Al hacer aparición la enfermedad de su madre, la situación fue a peor y la escasa atención que Andrea recibía se vio reducida hasta casi desaparecer. Su padre, se centró en cuidar a su madre y casi se olvidó de ocuparse de su hija.
Además, bajo la errónea idea de evitarles sufrimiento, no hablaba con ella de nada que tuviera que ver con la enfermedad, actuaba como si no pasara nada, como si ella no se percatara de la compleja situación de casa o no albergara ningún sentimiento o preocupación en su interior.
“Aquel día”, me comentó Andrea cuando vino a consulta, “sentí cómo mi corazón se rompió en mil cachitos, todo la admiración que sentía por mi padre se esfumó al escuchar cómo le decía a mi tía que no pasaba nada, que los niños no se dan cuenta de las cosas, que yo estaba perfectamente.
»Ramón, tenía diez años y me daba cuenta de todo ¿Cómo no me iba a afectar la enfermedad de mi madre?

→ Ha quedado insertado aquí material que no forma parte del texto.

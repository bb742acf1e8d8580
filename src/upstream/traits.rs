//! Upstream trait definitions and the values that cross them.

use async_trait::async_trait;
use std::fmt;
use std::pin::Pin;

use crate::error::{ApiError, UpstreamError};

/// A text-generation service that turns a prompt into a token stream.
#[async_trait]
pub trait GenerationBackend: Send + Sync {
    /// Get the backend name for metrics/logging.
    fn name(&self) -> &'static str;

    /// Open a token stream for the given prompt.
    ///
    /// Returns once the upstream has answered; tokens are read lazily
    /// from the returned source.
    async fn open(&self, prompt: &Prompt) -> Result<TokenSource, UpstreamError>;

    /// Health check for the backend.
    async fn health_check(&self) -> Result<(), UpstreamError>;
}

/// A caller-supplied prompt. Never empty or whitespace-only.
#[derive(Debug, Clone, PartialEq, Eq)]
pub struct Prompt(String);

impl Prompt {
    /// Validate raw input. The text is kept as given; only emptiness is
    /// judged on the trimmed form.
    pub fn parse(raw: &str) -> Result<Self, ApiError> {
        if raw.trim().is_empty() {
            return Err(ApiError::BadRequest("Message is required".to_string()));
        }
        Ok(Self(raw.to_string()))
    }

    pub fn as_str(&self) -> &str {
        &self.0
    }

    pub fn len(&self) -> usize {
        self.0.len()
    }

    pub fn is_empty(&self) -> bool {
        self.0.is_empty()
    }
}

/// One line of upstream output with surrounding whitespace removed.
#[derive(Debug, Clone, PartialEq, Eq)]
pub struct Token(String);

impl Token {
    /// Build a token from a raw upstream line (terminator included or not).
    pub fn from_line(line: &str) -> Self {
        Self(line.trim().to_string())
    }

    pub fn as_str(&self) -> &str {
        &self.0
    }

    pub fn is_empty(&self) -> bool {
        self.0.is_empty()
    }

    pub fn into_string(self) -> String {
        self.0
    }
}

impl fmt::Display for Token {
    fn fmt(&self, f: &mut fmt::Formatter<'_>) -> fmt::Result {
        f.write_str(&self.0)
    }
}

/// Stream of tokens from a backend.
pub type TokenSource = Box<dyn TokenSourceTrait>;

/// Trait for token sources. `None` means the upstream reached end of stream.
pub trait TokenSourceTrait: Send {
    /// Get the next token.
    #[allow(clippy::type_complexity)]
    fn next_token(
        &mut self,
    ) -> Pin<Box<dyn std::future::Future<Output = Option<Result<Token, UpstreamError>>> + Send + '_>>;
}

/// Simple vector-based token source for tests and the mock backend.
pub struct VecTokenSource {
    tokens: std::vec::IntoIter<Token>,
    delay: Option<std::time::Duration>,
    fail_with: Option<String>,
}

impl VecTokenSource {
    pub fn new(tokens: Vec<Token>, delay: Option<std::time::Duration>) -> Self {
        Self {
            tokens: tokens.into_iter(),
            delay,
            fail_with: None,
        }
    }

    /// End the stream with a read error instead of EOF.
    pub fn failing_after(mut self, message: impl Into<String>) -> Self {
        self.fail_with = Some(message.into());
        self
    }
}

impl TokenSourceTrait for VecTokenSource {
    fn next_token(
        &mut self,
    ) -> Pin<Box<dyn std::future::Future<Output = Option<Result<Token, UpstreamError>>> + Send + '_>>
    {
        let delay = self.delay;
        let next = match self.tokens.next() {
            Some(token) => Some(Ok(token)),
            None => self.fail_with.take().map(|m| Err(UpstreamError::Stream(m))),
        };

        Box::pin(async move {
            if let Some(d) = delay {
                tokio::time::sleep(d).await;
            }
            next
        })
    }
}
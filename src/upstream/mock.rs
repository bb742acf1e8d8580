//! Mock backend for testing and demos.
//!
//! Simulates the generation service by replaying a token list.

use async_trait::async_trait;
use std::time::Duration;

use super::traits::{GenerationBackend, Prompt, Token, TokenSource, VecTokenSource};
use crate::error::UpstreamError;

/// Mock backend that replays tokens with a fixed delay.
pub struct MockUpstream {
    /// Fixed tokens; `None` produces a canned reply built from the prompt.
    tokens: Option<Vec<String>>,
    /// Delay before each token.
    token_delay: Duration,
}

impl MockUpstream {
    /// Create a new mock backend with the canned reply.
    pub fn new() -> Self {
        Self {
            tokens: None,
            token_delay: Duration::from_millis(50),
        }
    }

    /// Create with custom token delay.
    pub fn with_delay(token_delay: Duration) -> Self {
        Self {
            tokens: None,
            token_delay,
        }
    }

    /// Replay exactly `tokens` for every prompt.
    pub fn with_tokens<I, S>(tokens: I, token_delay: Duration) -> Self
    where
        I: IntoIterator<Item = S>,
        S: Into<String>,
    {
        Self {
            tokens: Some(tokens.into_iter().map(Into::into).collect()),
            token_delay,
        }
    }

    fn canned_reply(prompt: &Prompt) -> Vec<String> {
        let preview: String = prompt.as_str().trim().chars().take(100).collect();
        let mut lines = vec![format!("You said: {}", preview)];
        lines.extend(
            "An increasing sequence: one, two, three, four, five"
                .split_whitespace()
                .map(str::to_string),
        );
        lines
    }
}

impl Default for MockUpstream {
    fn default() -> Self {
        Self::new()
    }
}

#[async_trait]
impl GenerationBackend for MockUpstream {
    fn name(&self) -> &'static str {
        "mock"
    }

    async fn open(&self, prompt: &Prompt) -> Result<TokenSource, UpstreamError> {
        let lines = match &self.tokens {
            Some(tokens) => tokens.clone(),
            None => Self::canned_reply(prompt),
        };
        let tokens = lines.iter().map(|l| Token::from_line(l)).collect();

        let delay = (!self.token_delay.is_zero()).then_some(self.token_delay);
        Ok(Box::new(VecTokenSource::new(tokens, delay)))
    }

    async fn health_check(&self) -> Result<(), UpstreamError> {
        Ok(())
    }
}
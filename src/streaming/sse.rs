//! SSE (Server-Sent Events) formatting.

use axum::http::header::{self, HeaderName, HeaderValue};
use bytes::Bytes;

use crate::upstream::Token;

/// Event type used for every relayed token.
pub const STREAMED_TEXT_EVENT: &str = "streamed-text";

/// One Server-Sent Event.
#[derive(Debug, Clone, PartialEq, Eq)]
pub struct SseEvent {
    pub event: String,
    pub data: String,
}

impl SseEvent {
    pub fn new(event: impl Into<String>, data: impl Into<String>) -> Self {
        Self {
            event: event.into(),
            data: data.into(),
        }
    }

    /// Event carrying one relayed token.
    pub fn streamed_text(token: &Token) -> Self {
        Self::new(STREAMED_TEXT_EVENT, token.as_str())
    }

    /// Render as `event: <event>\ndata: <data>\n\n`.
    ///
    /// Line breaks inside the data become additional `data:` lines, which
    /// clients join back with `\n`. Line breaks in the event name are dropped.
    pub fn render(&self) -> Bytes {
        let event: String = self
            .event
            .chars()
            .filter(|c| *c != '\r' && *c != '\n')
            .collect();

        let mut out = String::with_capacity(event.len() + self.data.len() + 16);
        out.push_str("event: ");
        out.push_str(&event);
        out.push('\n');

        let data = self.data.replace("\r\n", "\n");
        for line in data.split(['\r', '\n']) {
            out.push_str("data: ");
            out.push_str(line);
            out.push('\n');
        }
        out.push('\n');

        out.into()
    }
}

/// HTTP headers for an SSE response.
pub fn sse_headers() -> [(HeaderName, HeaderValue); 4] {
    [
        (header::CONTENT_TYPE, HeaderValue::from_static("text/event-stream")),
        (header::CACHE_CONTROL, HeaderValue::from_static("no-cache")),
        (header::CONNECTION, HeaderValue::from_static("keep-alive")),
        (
            HeaderName::from_static("x-accel-buffering"),
            HeaderValue::from_static("no"),
        ),
    ]
}

#[cfg(test)]
mod tests {
    use super::*;

    #[test]
    fn test_render_streamed_text() {
        let event = SseEvent::streamed_text(&Token::from_line("hello"));
        assert_eq!(
            event.render().as_ref(),
            b"event: streamed-text\ndata: hello\n\n"
        );
    }

    #[test]
    fn test_render_empty_data() {
        let event = SseEvent::new("streamed-text", "");
        assert_eq!(event.render().as_ref(), b"event: streamed-text\ndata: \n\n");
    }

    #[test]
    fn test_render_multiline_data() {
        let event = SseEvent::new("note", "a\r\nb\rc");
        assert_eq!(
            event.render().as_ref(),
            b"event: note\ndata: a\ndata: b\ndata: c\n\n"
        );
    }

    #[test]
    fn test_event_name_cannot_inject_fields() {
        let event = SseEvent::new("x\ndata: injected", "ok");
        assert_eq!(event.render().as_ref(), b"event: xdata: injected\ndata: ok\n\n");
    }

    #[test]
    fn test_sse_headers() {
        let headers = sse_headers();
        assert_eq!(headers[0].1, "text/event-stream");
        assert_eq!(headers[1].1, "no-cache");
        assert_eq!(headers[2].1, "keep-alive");
    }
}
//! Upstream generation service clients.

mod client;
mod http;
mod mock;
mod traits;

pub use client::build_upstream_client;
pub use http::{HttpUpstream, Line, LineCodec, LineTokenSource, DEFAULT_MAX_LINE_BYTES};
pub use mock::MockUpstream;
pub use traits::{
    GenerationBackend, Prompt, Token, TokenSource, TokenSourceTrait, VecTokenSource,
};

use std::sync::Arc;

use crate::config::UpstreamConfig;
use crate::error::UpstreamError;

/// Create a backend from configuration.
pub fn create_backend(
    config: &UpstreamConfig,
) -> Result<Arc<dyn GenerationBackend>, UpstreamError> {
    match config.provider.as_str() {
        "mock" => Ok(Arc::new(MockUpstream::with_delay(config.mock_token_delay()))),
        "http" => {
            let client = build_upstream_client(config)?;
            let upstream = HttpUpstream::new(client, &config.url, config.read_timeout())?
                .with_max_line_bytes(config.max_line_bytes);
            Ok(Arc::new(upstream))
        }
        other => Err(UpstreamError::Config(format!(
            "Unknown upstream provider: {}. Available: http, mock",
            other
        ))),
    }
}

#[cfg(test)]
mod tests {
    use super::*;

    #[test]
    fn test_create_backend_by_provider() {
        let mut config = UpstreamConfig::default();
        assert_eq!(create_backend(&config).unwrap().name(), "http");

        config.provider = "mock".to_string();
        assert_eq!(create_backend(&config).unwrap().name(), "mock");

        config.provider = "openai".to_string();
        assert!(matches!(
            create_backend(&config),
            Err(UpstreamError::Config(_))
        ));
    }
}
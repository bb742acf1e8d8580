//! Prometheus metrics for the relay.

use metrics::{counter, describe_counter, describe_gauge, describe_histogram, gauge, histogram};
use metrics_exporter_prometheus::{Matcher, PrometheusBuilder};
use nix::libc;
use std::io;
use std::net::SocketAddr;
use std::sync::atomic::{AtomicI64, Ordering};
use std::time::{Duration, Instant};

/// Client write error reason labels.
#[derive(Debug, Clone, Copy, PartialEq, Eq)]
pub enum ErrorReason {
    /// Client disconnected (EPIPE, ECONNRESET, BrokenPipe, ConnectionReset)
    ClientDisconnected,
    /// Timeout (deadline exceeded, ETIMEDOUT)
    Timeout,
    /// Operation was canceled
    Canceled,
    /// Network error (other network-related errors)
    Network,
    /// Other/unknown error
    Other,
}

impl ErrorReason {
    /// Convert to static string for metrics label.
    pub fn as_str(&self) -> &'static str {
        match self {
            ErrorReason::ClientDisconnected => "client_disconnected",
            ErrorReason::Timeout => "timeout",
            ErrorReason::Canceled => "canceled",
            ErrorReason::Network => "network",
            ErrorReason::Other => "other",
        }
    }

    /// Classify an I/O error into an ErrorReason.
    pub fn from_io_error(err: &io::Error) -> Self {
        match err.kind() {
            io::ErrorKind::BrokenPipe | io::ErrorKind::ConnectionReset => {
                ErrorReason::ClientDisconnected
            }
            io::ErrorKind::TimedOut => ErrorReason::Timeout,
            io::ErrorKind::Interrupted => ErrorReason::Canceled,
            io::ErrorKind::ConnectionRefused
            | io::ErrorKind::ConnectionAborted
            | io::ErrorKind::NotConnected => ErrorReason::Network,
            _ => match err.raw_os_error() {
                Some(libc::EPIPE) | Some(libc::ECONNRESET) => ErrorReason::ClientDisconnected,
                Some(libc::ETIMEDOUT) => ErrorReason::Timeout,
                Some(libc::ECANCELED) => ErrorReason::Canceled,
                _ => ErrorReason::Other,
            },
        }
    }
}

/// Relay tasks currently running.
static ACTIVE_RELAYS: AtomicI64 = AtomicI64::new(0);

/// Initialize metrics descriptions.
pub fn init_metrics() {
    describe_counter!("relay_requests_total", "HTTP requests by endpoint");
    describe_counter!(
        "relay_request_errors_total",
        "HTTP requests rejected, by endpoint and status"
    );

    describe_counter!("relay_upstream_requests_total", "Upstream streams opened");
    describe_counter!(
        "relay_upstream_errors_total",
        "Upstream failures by kind (connection, status, stream, timeout)"
    );
    describe_histogram!(
        "relay_upstream_ttft_seconds",
        "Time from dispatch to the first upstream token"
    );

    describe_gauge!("relay_active_relays", "Relay tasks currently running");
    describe_gauge!("relay_active_streams", "SSE responses currently streaming");
    describe_gauge!(
        "relay_pending_streams",
        "Streams started by /start and not yet claimed"
    );
    describe_counter!("relay_events_sent_total", "SSE events written to clients");
    describe_counter!("relay_bytes_sent_total", "Bytes written to clients");
    describe_counter!(
        "relay_client_write_errors_total",
        "Client write failures by reason"
    );
    describe_histogram!(
        "relay_stream_duration_seconds",
        "SSE stream duration by outcome"
    );
}

/// Start the Prometheus metrics HTTP server.
pub async fn start_metrics_server(addr: SocketAddr) -> anyhow::Result<()> {
    // 1ms to ~16s
    let ttft_buckets: [f64; 15] = [
        0.001, 0.002, 0.004, 0.008, 0.016, 0.032, 0.064, 0.128, 0.256, 0.512, 1.024, 2.048, 4.096,
        8.192, 16.384,
    ];
    // 10ms to ~163s
    let duration_buckets: [f64; 15] = [
        0.01, 0.02, 0.04, 0.08, 0.16, 0.32, 0.64, 1.28, 2.56, 5.12, 10.24, 20.48, 40.96, 81.92,
        163.84,
    ];

    PrometheusBuilder::new()
        .set_buckets_for_metric(
            Matcher::Full("relay_upstream_ttft_seconds".to_string()),
            &ttft_buckets,
        )?
        .set_buckets_for_metric(
            Matcher::Full("relay_stream_duration_seconds".to_string()),
            &duration_buckets,
        )?
        .with_http_listener(addr)
        .install()
        .map_err(|e| anyhow::anyhow!("Failed to start metrics server: {}", e))?;

    tracing::info!(%addr, "Metrics server started");
    Ok(())
}

/// Record an HTTP request.
pub fn record_request(endpoint: &'static str) {
    counter!("relay_requests_total", "endpoint" => endpoint).increment(1);
}

/// Record a rejected HTTP request.
pub fn record_request_error(endpoint: &'static str, status: u16) {
    counter!(
        "relay_request_errors_total",
        "endpoint" => endpoint,
        "status" => status.to_string()
    )
    .increment(1);
}

/// Record an upstream stream opened.
pub fn record_upstream_request(backend: &'static str) {
    counter!("relay_upstream_requests_total", "backend" => backend).increment(1);
}

/// Record an upstream failure.
pub fn record_upstream_error(backend: &'static str, kind: &'static str) {
    counter!("relay_upstream_errors_total", "backend" => backend, "kind" => kind).increment(1);
}

/// Record time to first token from upstream.
pub fn record_upstream_ttft(backend: &'static str, duration: Duration) {
    histogram!("relay_upstream_ttft_seconds", "backend" => backend).record(duration.as_secs_f64());
}

/// Record relay task start.
pub fn record_relay_start() {
    let current = ACTIVE_RELAYS.fetch_add(1, Ordering::Relaxed) + 1;
    gauge!("relay_active_relays").set(current as f64);
}

/// Record relay task end.
pub fn record_relay_end() {
    let current = ACTIVE_RELAYS.fetch_sub(1, Ordering::Relaxed) - 1;
    gauge!("relay_active_relays").set(current as f64);
}

/// Update active SSE stream gauge.
pub fn set_active_streams(count: u64) {
    gauge!("relay_active_streams").set(count as f64);
}

/// Update pending stream gauge.
pub fn set_pending_streams(count: usize) {
    gauge!("relay_pending_streams").set(count as f64);
}

/// Record one SSE event sent.
pub fn record_event_sent() {
    counter!("relay_events_sent_total").increment(1);
}

/// Record bytes sent to client.
pub fn record_bytes_sent(bytes: u64) {
    counter!("relay_bytes_sent_total").increment(bytes);
}

/// Record client write error with reason label.
pub fn record_client_write_error(reason: ErrorReason) {
    counter!("relay_client_write_errors_total", "reason" => reason.as_str()).increment(1);
}

/// Record total stream duration.
pub fn record_stream_duration(outcome: &'static str, duration: Duration) {
    histogram!("relay_stream_duration_seconds", "outcome" => outcome)
        .record(duration.as_secs_f64());
}

/// Timer for measuring durations.
pub struct Timer {
    start: Instant,
}

impl Timer {
    pub fn new() -> Self {
        Self {
            start: Instant::now(),
        }
    }

    pub fn elapsed(&self) -> Duration {
        self.start.elapsed()
    }
}

impl Default for Timer {
    fn default() -> Self {
        Self::new()
    }
}
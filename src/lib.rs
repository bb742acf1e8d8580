//! SSE relay for a line-oriented text generation service.
//!
//! A browser asks for a prompt to be generated; the relay opens a streaming
//! request to the upstream service and forwards every line it produces as a
//! `streamed-text` Server-Sent Event.

pub mod config;
pub mod error;
pub mod metrics;
pub mod registry;
pub mod relay;
pub mod server;
pub mod shutdown;
pub mod streaming;
pub mod upstream;

pub use config::Config;
pub use error::{RelayError, Result};
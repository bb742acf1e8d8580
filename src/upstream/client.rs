//! Shared HTTP client builder for the upstream generation service.

use reqwest::Client;
use std::time::Duration;

use crate::config::UpstreamConfig;
use crate::error::UpstreamError;

/// Build an HTTP client for long-lived line streams.
///
/// Only the connect phase is bounded here. Token streams stay open for as
/// long as generation runs, so an overall request timeout would cut them
/// off; per-line read deadlines are enforced by the token reader instead.
pub fn build_upstream_client(config: &UpstreamConfig) -> Result<Client, UpstreamError> {
    let builder = Client::builder()
        .connect_timeout(config.connect_timeout())
        .pool_max_idle_per_host(config.pool_max_idle_per_host)
        .tcp_keepalive(Duration::from_secs(60))
        .tcp_nodelay(true);

    tracing::info!(
        connect_timeout_secs = config.connect_timeout_secs,
        read_timeout_secs = config.read_timeout_secs,
        pool_size = config.pool_max_idle_per_host,
        "Upstream HTTP client configured"
    );

    builder
        .build()
        .map_err(|e| UpstreamError::Config(e.to_string()))
}

#[cfg(test)]
mod tests {
    use super::*;

    #[test]
    fn test_build_default_client() {
        assert!(build_upstream_client(&UpstreamConfig::default()).is_ok());
    }
}
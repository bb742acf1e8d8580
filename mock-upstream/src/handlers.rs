use std::io;
use std::sync::atomic::{AtomicU64, Ordering};
use std::sync::Arc;
use std::time::Duration;

use axum::body::Body;
use axum::extract::{Query, State};
use axum::http::{header, HeaderMap, StatusCode};
use axum::response::{IntoResponse, Response};
use axum::Json;
use bytes::Bytes;
use futures::stream::{self, StreamExt};
use serde::Deserialize;
use serde_json::json;

use crate::patterns::{PatternLines, TestPattern};

/// Requests served, reported by `/health`.
static REQUEST_COUNT: AtomicU64 = AtomicU64::new(0);

/// Shared application state
pub struct AppState {
    pub token_count: usize,
    pub token_delay: Duration,
}

#[derive(Debug, Deserialize)]
pub struct GenerateQuery {
    message: Option<String>,
}

/// GET /generate?message=...
///
/// Streams `text/plain`, one token per line, with a delay before each line.
/// The `X-Test-Pattern` header selects alternative bodies (see [`TestPattern`]).
pub async fn generate(
    State(state): State<Arc<AppState>>,
    headers: HeaderMap,
    Query(query): Query<GenerateQuery>,
) -> Response {
    REQUEST_COUNT.fetch_add(1, Ordering::Relaxed);

    let pattern_header = headers.get("X-Test-Pattern").and_then(|v| v.to_str().ok());
    let pattern = TestPattern::parse(pattern_header);
    let prompt = query.message.unwrap_or_default();

    if let TestPattern::Status(code) = pattern {
        tracing::debug!(status = code, "Refusing generation request");
        let status = StatusCode::from_u16(code).unwrap_or(StatusCode::SERVICE_UNAVAILABLE);
        return (status, format!("refused by test pattern ({})\n", code)).into_response();
    }

    let lines = PatternLines::new(&pattern, &prompt, state.token_count);
    tracing::debug!(
        pattern = pattern.name(),
        prompt_len = prompt.len(),
        lines = lines.len(),
        "Generation request"
    );
    let failure = lines.abort_after().map(|n| {
        Err(io::Error::new(
            io::ErrorKind::ConnectionAborted,
            format!("aborted after {} lines", n),
        ))
    });

    let delay = state.token_delay;
    let body = stream::iter(lines.into_lines().into_iter().map(Ok::<Bytes, io::Error>))
        .chain(stream::iter(failure))
        .then(move |item| async move {
            if delay > Duration::ZERO {
                tokio::time::sleep(delay).await;
            }
            item
        });

    (
        [
            (header::CONTENT_TYPE, "text/plain; charset=utf-8"),
            (header::CACHE_CONTROL, "no-cache"),
        ],
        [("X-Test-Pattern-Applied", pattern.name())],
        Body::from_stream(body),
    )
        .into_response()
}

/// GET /health
pub async fn health() -> impl IntoResponse {
    Json(json!({
        "status": "ok",
        "requests": REQUEST_COUNT.load(Ordering::Relaxed),
    }))
}

#[cfg(test)]
mod tests {
    use super::*;
    use axum::http::Request;
    use axum::routing::get;
    use axum::Router;
    use http_body_util::BodyExt;
    use tower::ServiceExt;

    fn app() -> Router {
        Router::new()
            .route("/generate", get(generate))
            .route("/health", get(health))
            .with_state(Arc::new(AppState {
                token_count: 4,
                token_delay: Duration::ZERO,
            }))
    }

    fn request(uri: &str, pattern: Option<&str>) -> Request<Body> {
        let mut builder = Request::builder().uri(uri);
        if let Some(p) = pattern {
            builder = builder.header("X-Test-Pattern", p);
        }
        builder.body(Body::empty()).unwrap()
    }

    #[tokio::test]
    async fn test_default_stream() {
        let response = app()
            .oneshot(request("/generate?message=hello%20there", None))
            .await
            .unwrap();
        assert_eq!(response.status(), StatusCode::OK);
        assert_eq!(
            response.headers()[header::CONTENT_TYPE],
            "text/plain; charset=utf-8"
        );

        let body = response.into_body().collect().await.unwrap().to_bytes();
        assert_eq!(body, "hello there\nAn\nincreasing\nsequence:\none,\n");
    }

    #[tokio::test]
    async fn test_empty_pattern() {
        let response = app()
            .oneshot(request("/generate?message=hi", Some("empty")))
            .await
            .unwrap();
        assert_eq!(response.status(), StatusCode::OK);
        assert_eq!(response.headers()["x-test-pattern-applied"], "empty");
        let body = response.into_body().collect().await.unwrap().to_bytes();
        assert!(body.is_empty());
    }

    #[tokio::test]
    async fn test_status_pattern() {
        let response = app()
            .oneshot(request("/generate?message=hi", Some("status:500")))
            .await
            .unwrap();
        assert_eq!(response.status(), StatusCode::INTERNAL_SERVER_ERROR);
    }

    #[tokio::test]
    async fn test_abort_pattern_fails_body() {
        let response = app()
            .oneshot(request("/generate?message=hi", Some("abort:2")))
            .await
            .unwrap();
        assert_eq!(response.status(), StatusCode::OK);
        assert!(response.into_body().collect().await.is_err());
    }

    #[tokio::test]
    async fn test_health() {
        let response = app().oneshot(request("/health", None)).await.unwrap();
        assert_eq!(response.status(), StatusCode::OK);
        let body = response.into_body().collect().await.unwrap().to_bytes();
        let value: serde_json::Value = serde_json::from_slice(&body).unwrap();
        assert_eq!(value["status"], "ok");
    }
}
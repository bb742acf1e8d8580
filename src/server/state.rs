//! State shared by every request handler.

use std::sync::Arc;
use tera::Tera;

use crate::config::Config;
use crate::error::Result;
use crate::registry::StreamRegistry;
use crate::shutdown::ShutdownCoordinator;
use crate::upstream::GenerationBackend;

/// Template rendered by `GET /`.
pub(crate) const HOME_TEMPLATE: &str = "home.html";

#[derive(Clone)]
pub struct AppState {
    pub backend: Arc<dyn GenerationBackend>,
    pub registry: StreamRegistry,
    pub templates: Arc<Tera>,
    pub config: Arc<Config>,
    pub shutdown: ShutdownCoordinator,
}

impl AppState {
    pub fn new(
        config: Config,
        backend: Arc<dyn GenerationBackend>,
        templates: Tera,
        shutdown: ShutdownCoordinator,
    ) -> Self {
        Self {
            registry: StreamRegistry::new(config.relay.pending_ttl()),
            backend,
            templates: Arc::new(templates),
            config: Arc::new(config),
            shutdown,
        }
    }
}

/// Load page templates matching `glob`.
///
/// A missing home page is not fatal; `GET /` answers 500 until it exists.
pub fn load_templates(glob: &str) -> Result<Tera> {
    let tera = Tera::new(glob)?;

    if !tera.get_template_names().any(|name| name == HOME_TEMPLATE) {
        tracing::warn!(glob, template = HOME_TEMPLATE, "Home page template not found");
    } else {
        tracing::debug!(glob, "Templates loaded");
    }

    Ok(tera)
}
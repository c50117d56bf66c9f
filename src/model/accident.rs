//! Accident types: the investigated event and where it happened.

use serde::{Deserialize, Serialize};

use super::{EntityId, UnixTime};

/// `external_accident` code for an accident inside the company.
const INTERNAL: u8 = 1;

/// `external_accident` code for an accident at an external company.
const EXTERNAL_COMPANY: u8 = 2;

/// The investigated event, as stored by the host.
#[derive(Debug, Clone, Default, Serialize, Deserialize)]
#[serde(default)]
pub struct AccidentRecord {
    pub id: EntityId,
    #[serde(rename = "ref")]
    pub reference: String,
    pub accident_date: UnixTime,

    /// Raw location classification: 1 internal, 2 external company,
    /// anything else a free-text location.
    pub external_accident: u8,
    pub fk_element: EntityId,
    pub fk_standard: EntityId,
    pub fk_soc: EntityId,
    pub accident_location: String,

    pub fk_user_victim: EntityId,
}

/// Where an accident happened, resolved from the raw columns.
///
/// Exactly one variant applies per accident. Columns that don't belong
/// to the chosen variant are ignored.
#[derive(Debug, Clone, PartialEq, Eq)]
pub enum AccidentLocation {
    /// Internal, at a linked organisational element.
    Element(EntityId),

    /// Internal, with no element linked: falls back to the standard record.
    Standard(EntityId),

    /// At an external company.
    Company(EntityId),

    /// Anywhere else, described in free text.
    FreeText(String),
}

impl AccidentRecord {
    /// Classify the accident's location.
    pub fn location(&self) -> AccidentLocation {
        match self.external_accident {
            INTERNAL if self.fk_element > 0 => AccidentLocation::Element(self.fk_element),
            INTERNAL => AccidentLocation::Standard(self.fk_standard),
            EXTERNAL_COMPANY => AccidentLocation::Company(self.fk_soc),
            _ => AccidentLocation::FreeText(self.accident_location.clone()),
        }
    }
}

/// The active metadata row attached to an accident.
#[derive(Debug, Clone, Default, Serialize, Deserialize)]
#[serde(default)]
pub struct AccidentMetadata {
    pub fk_accident: EntityId,
    pub relative_location: String,
}
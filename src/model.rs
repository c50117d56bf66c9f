//! Core data model for inquest.
//!
//! These are read-only snapshots of the records an investigation document
//! draws on: the accident, the investigation itself, its task tree, the
//! people involved, and the organisational elements and risks around them.

mod accident;
mod investigation;
mod organization;
mod person;
mod placeholder;
mod task;

use std::fmt;

use serde::{Deserialize, Serialize};

pub use accident::{AccidentLocation, AccidentMetadata, AccidentRecord};
pub use investigation::InvestigationRecord;
pub use organization::{Company, DigiriskElement, DigiriskStandard, Risk};
pub use person::{Attendance, Signatory, User};
pub use placeholder::{PlaceholderMap, SegmentRowSet};
pub use task::{BranchRole, ContactType, TaskContact, TaskNode, TaskTree};

/// Host row identifier. Zero and negative values mean "not linked".
pub type EntityId = i64;

/// Unix seconds as stored by the host. Zero and negative values mean "not set".
pub type UnixTime = i64;

/// The kinds of record the fetch layer supplies.
#[derive(Debug, Clone, Copy, PartialEq, Eq, Serialize, Deserialize)]
#[serde(rename_all = "camelCase")]
pub enum EntityKind {
    Investigation,
    Accident,
    User,
    Task,
    Element,
    Standard,
    Company,
}

impl fmt::Display for EntityKind {
    fn fmt(&self, f: &mut fmt::Formatter<'_>) -> fmt::Result {
        let name = match self {
            Self::Investigation => "investigation",
            Self::Accident => "accident",
            Self::User => "user",
            Self::Task => "task",
            Self::Element => "element",
            Self::Standard => "standard",
            Self::Company => "company",
        };
        f.write_str(name)
    }
}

Cada vez que la veía sentada en su sillón llorando sin más, me angustiaba, me sentía morir, incluso, creía que la culpa de tanta pena debía ser mía seguro.»
»Yo la abrazaba y a veces también lloraba de pena, de ver tan triste a mi madre. Ella casi ni tenía fuerzas para hablarme y, si me veía llorar, lloraba ella más. Ni mi abuela (que vivía con nosotros) ni mi padre se daban cuenta de mi pena, se limitaban a darme de comer, preguntarme si había hecho los deberes y sentarme delante de la tele toda la tarde con una bolsa de chuches, así no daba la lata.
»También me daba cuenta de cuando mi padre volvía de su trabajo por la noche oliendo fatal a vino y hablando sin sentido. Qué desesperación, me sentía tan sola, siempre me siento tan sola y tan triste.
» A nadie le importo, pienso que no soy interesante, que soy vulgar y gris. Gris como los hombres aquellos de Momo, que chupan la vida a los demás pero no saben vivir. Cuando de pequeña leí Momo, pensé que yo era una niña gris, que al nacer le había chupado la alegría a mi madre y que por eso era una mujer tan triste.
»Cuando murió, también pensé que era por mi culpa, todavía lo pienso. Igual si yo no hubiera nacido, podía haber sido una mujer más alegre y feliz, como me contaba mi abuela que su hija era de pequeña.
Gracias al trabajo que realizamos en la consulta, Andrea pudo colocar en su lugar todo lo sucedido y esclarecer este trágico episodio de su vida. La joven se percató de que su padre debería haber hecho un esfuerzo por comprenderla, ampararla y acompañarla en este trance que tan devastador también fue para ella (teniendo en cuenta que tenía 10 años y era su madre la que estaba muriendo).
Hablar y verbalizar todas las circunstancias y sentimientos vividos, ayudó a Andrea a soltar todas las emociones que tenía acumuladas desde su infancia. Por fin pudo llorar la muerte de su madre y pasar por el duelo que se le había prohibido vivir de pequeña porque “ellos no se enteran de nada”.
Por otra parte, Andrea dejó de pensarse culpable por la muerte de su madre y poco a poco, recuperó su autoestima y la confianza en ella misma. Como me comentó varias semanas después de terminar su terapia, “el vacío ha desaparecido, Ramón. Ahora me siento viva. Ya no me siento gris, sino de colores. Además, no me siento sola, me gusta estar con otras personas y disfruto de su compañía, pero también, puedo estar sola sin sentirme abandonada o triste.»
Por duras que sean las situaciones que se viven en la familia, los hijos deben ser partícipes de todo lo que sucede (aunque evidentemente, tenemos que tener en cuenta su nivel de maduración y adaptar las explicaciones a su lenguaje). Los niños sienten todo lo que pasa, pero si no tienen a nadie que les ayude a poner palabras a la situación, su cabeza tiende a elaborar complicadas teorías catastrofistas, donde la soledad y la culpa siempre están presentes.